#### [What is needed]
Below are lines of data; restate word for word those running from the line containing "let marker = file[pos + 1];" to the line containing "segments.push(segment);", inclusive, and no others.

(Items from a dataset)
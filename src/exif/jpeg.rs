// JPEG marker structure: https://www.w3.org/Graphics/JPEG/itu-t81.pdf (Annex B)
// Exif APP1 layout: Exif 2.32, section 4.5.4

use std::ops::Range;

use crate::error::{Result, StripError};

pub const MARKER_SOI: u8 = 0xD8;
pub const MARKER_EOI: u8 = 0xD9;
pub const MARKER_SOS: u8 = 0xDA;
pub const MARKER_APP0: u8 = 0xE0;
pub const MARKER_APP1: u8 = 0xE1;
const MARKER_TEM: u8 = 0x01;

/// Identifier that opens the payload of an Exif APP1 segment.
pub const EXIF_HEADER: &[u8] = b"Exif\0\0";

/// Largest payload a length-prefixed segment can carry.
pub const MAX_SEGMENT_PAYLOAD: usize = u16::MAX as usize - 2;

/// One marker-delimited unit of a JPEG file.
#[derive(Debug, Clone, PartialEq, Eq)]
pub struct JpegSegment {
    pub marker: u8,
    /// Offset of the `0xFF` that introduces the marker.
    pub offset: usize,
    /// Whole segment length, marker bytes included.
    pub length: usize,
    /// Payload range in the file, after the marker and length field.
    pub payload: Range<usize>,
}

impl JpegSegment {
    pub fn end(&self) -> usize {
        self.offset + self.length
    }

    pub fn payload<'a>(&self, file: &'a [u8]) -> &'a [u8] {
        &file[self.payload.clone()]
    }

    fn is_exif(&self, file: &[u8]) -> bool {
        self.marker == MARKER_APP1 && self.payload(file).starts_with(EXIF_HEADER)
    }
}

/// Result of walking the header of a JPEG file.
#[derive(Debug, Clone)]
pub struct JpegLayout {
    /// Segments in file order, from SOI up to and including SOS (or EOI).
    pub segments: Vec<JpegSegment>,
    /// Index into `segments` of the first Exif APP1 segment.
    pub exif_index: Option<usize>,
    /// Where opaque data (entropy-coded scans and whatever follows) begins.
    pub scan_data_offset: usize,
}

impl JpegLayout {
    pub fn exif_segment(&self) -> Option<&JpegSegment> {
        self.exif_index.map(|i| &self.segments[i])
    }
}

/// Walk the marker segments of a JPEG file up to the first start-of-scan.
pub fn scan(file: &[u8]) -> Result<JpegLayout> {
    if file.len() < 2 || file[0] != 0xFF || file[1] != MARKER_SOI {
        return Err(StripError::NotAJpeg);
    }

    let mut segments = vec![JpegSegment {
        marker: MARKER_SOI,
        offset: 0,
        length: 2,
        payload: 2..2,
    }];
    let mut exif_index = None;
    let mut pos = 2;

    while pos < file.len() {
        if file[pos] != 0xFF {
            return Err(StripError::UnsupportedVariant(format!(
                "expected a JPEG marker at offset {pos}, found 0x{:02x}",
                file[pos]
            )));
        }

        // any number of 0xFF fill bytes may precede a marker
        let offset = pos;
        while pos + 1 < file.len() && file[pos + 1] == 0xFF {
            pos += 1;
        }
        if pos + 1 >= file.len() {
            return Err(StripError::TruncatedFile {
                offset,
                declared: 2,
                available: file.len() - offset,
            });
        }
        let marker = file[pos + 1];
        let marker_end = pos + 2;

        match marker {
            0x00 => {
                return Err(StripError::UnsupportedVariant(format!(
                    "stuffed byte outside of scan data at offset {offset}"
                )));
            }
            MARKER_TEM | 0xD0..=0xD7 | MARKER_EOI => {
                segments.push(JpegSegment {
                    marker,
                    offset,
                    length: marker_end - offset,
                    payload: marker_end..marker_end,
                });
                pos = marker_end;
                if marker == MARKER_EOI {
                    break;
                }
                continue;
            }
            _ => {}
        }

        if marker_end + 2 > file.len() {
            return Err(StripError::TruncatedFile {
                offset,
                declared: 2,
                available: file.len() - marker_end,
            });
        }
        let declared = u16::from_be_bytes([file[marker_end], file[marker_end + 1]]) as usize;
        let available = file.len() - marker_end;
        if declared < 2 || declared > available {
            return Err(StripError::TruncatedFile {
                offset,
                declared,
                available,
            });
        }

        let end = marker_end + declared;
        let segment = JpegSegment {
            marker,
            offset,
            length: end - offset,
            payload: marker_end + 2..end,
        };

        if marker == MARKER_APP1 && exif_index.is_none() {
            let payload = segment.payload(file);
            if segment.is_exif(file) {
                exif_index = Some(segments.len());
            } else if payload.starts_with(b"Exif") {
                return Err(StripError::UnsupportedVariant(format!(
                    "APP1 segment at offset {offset} has a non-standard Exif identifier"
                )));
            }
        }

        segments.push(segment);
        pos = end;

        if marker == MARKER_SOS {
            break;
        }
    }

    log::debug!(
        "scanned {} JPEG segments, exif segment: {:?}, scan data at {}",
        segments.len(),
        exif_index,
        pos
    );

    Ok(JpegLayout {
        segments,
        exif_index,
        scan_data_offset: pos,
    })
}

/// The TIFF block inside an Exif APP1 segment's payload.
pub fn exif_tiff<'a>(file: &'a [u8], segment: &JpegSegment) -> &'a [u8] {
    &segment.payload(file)[EXIF_HEADER.len()..]
}

/// Build a complete Exif APP1 segment around a TIFF block.
fn exif_segment_bytes(tiff: &[u8]) -> Result<Vec<u8>> {
    let payload_len = EXIF_HEADER.len() + tiff.len();
    if payload_len > MAX_SEGMENT_PAYLOAD {
        return Err(StripError::SegmentTooLarge(payload_len));
    }

    let mut segment = Vec::with_capacity(payload_len + 4);
    segment.extend_from_slice(&[0xFF, MARKER_APP1]);
    segment.extend_from_slice(&((payload_len + 2) as u16).to_be_bytes());
    segment.extend_from_slice(EXIF_HEADER);
    segment.extend_from_slice(tiff);
    Ok(segment)
}

/// Rebuild `file` with the given TIFF block in place of its Exif segment.
///
/// Every byte outside the Exif segment is copied verbatim. A file without an
/// Exif segment is returned unchanged.
pub fn splice_exif(file: &[u8], layout: &JpegLayout, tiff: &[u8]) -> Result<Vec<u8>> {
    let Some(exif) = layout.exif_segment() else {
        return Ok(file.to_vec());
    };

    let segment = exif_segment_bytes(tiff)?;
    let mut out = Vec::with_capacity(file.len() - exif.length + segment.len());
    out.extend_from_slice(&file[..exif.offset]);
    out.extend_from_slice(&segment);
    out.extend_from_slice(&file[exif.end()..]);
    Ok(out)
}

/// Put a TIFF block into an existing JPEG.
///
/// Replaces its Exif segment if it has one, otherwise inserts a new APP1
/// right after SOI, or after a leading APP0 (JFIF) segment.
pub fn insert_exif(file: &[u8], tiff: &[u8]) -> Result<Vec<u8>> {
    let layout = scan(file)?;
    if layout.exif_index.is_some() {
        return splice_exif(file, &layout, tiff);
    }

    let at = match layout.segments.get(1) {
        Some(app0) if app0.marker == MARKER_APP0 => app0.end(),
        _ => layout.segments[0].end(),
    };

    let segment = exif_segment_bytes(tiff)?;
    let mut out = Vec::with_capacity(file.len() + segment.len());
    out.extend_from_slice(&file[..at]);
    out.extend_from_slice(&segment);
    out.extend_from_slice(&file[at..]);
    Ok(out)
}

#### [Exercise output]
        let marker = file[pos + 1];
        let marker_end = pos + 2;

        match marker {
            0x00 => {
                return Err(StripError::UnsupportedVariant(format!(
                    "stuffed byte outside of scan data at offset {offset}"
                )));
            }
            MARKER_TEM | 0xD0..=0xD7 | MARKER_EOI => {
                segments.push(JpegSegment {
                    marker,
                    offset,
                    length: marker_end - offset,
                    payload: marker_end..marker_end,
                });
                pos = marker_end;
                if marker == MARKER_EOI {
                    break;
                }
                continue;
            }
            _ => {}
        }

        if marker_end + 2 > file.len() {
            return Err(StripError::TruncatedFile {
                offset,
                declared: 2,
                available: file.len() - marker_end,
            });
        }
        let declared = u16::from_be_bytes([file[marker_end], file[marker_end + 1]]) as usize;
        let available = file.len() - marker_end;
        if declared < 2 || declared > available {
            return Err(StripError::TruncatedFile {
                offset,
                declared,
                available,
            });
        }

        let end = marker_end + declared;
        let segment = JpegSegment {
            marker,
            offset,
            length: end - offset,
            payload: marker_end + 2..end,
        };

        if marker == MARKER_APP1 && exif_index.is_none() {
            let payload = segment.payload(file);
            if segment.is_exif(file) {
                exif_index = Some(segments.len());
            } else if payload.starts_with(b"Exif") {
                return Err(StripError::UnsupportedVariant(format!(
                    "APP1 segment at offset {offset} has a non-standard Exif identifier"
                )));
            }
        }

        segments.push(segment);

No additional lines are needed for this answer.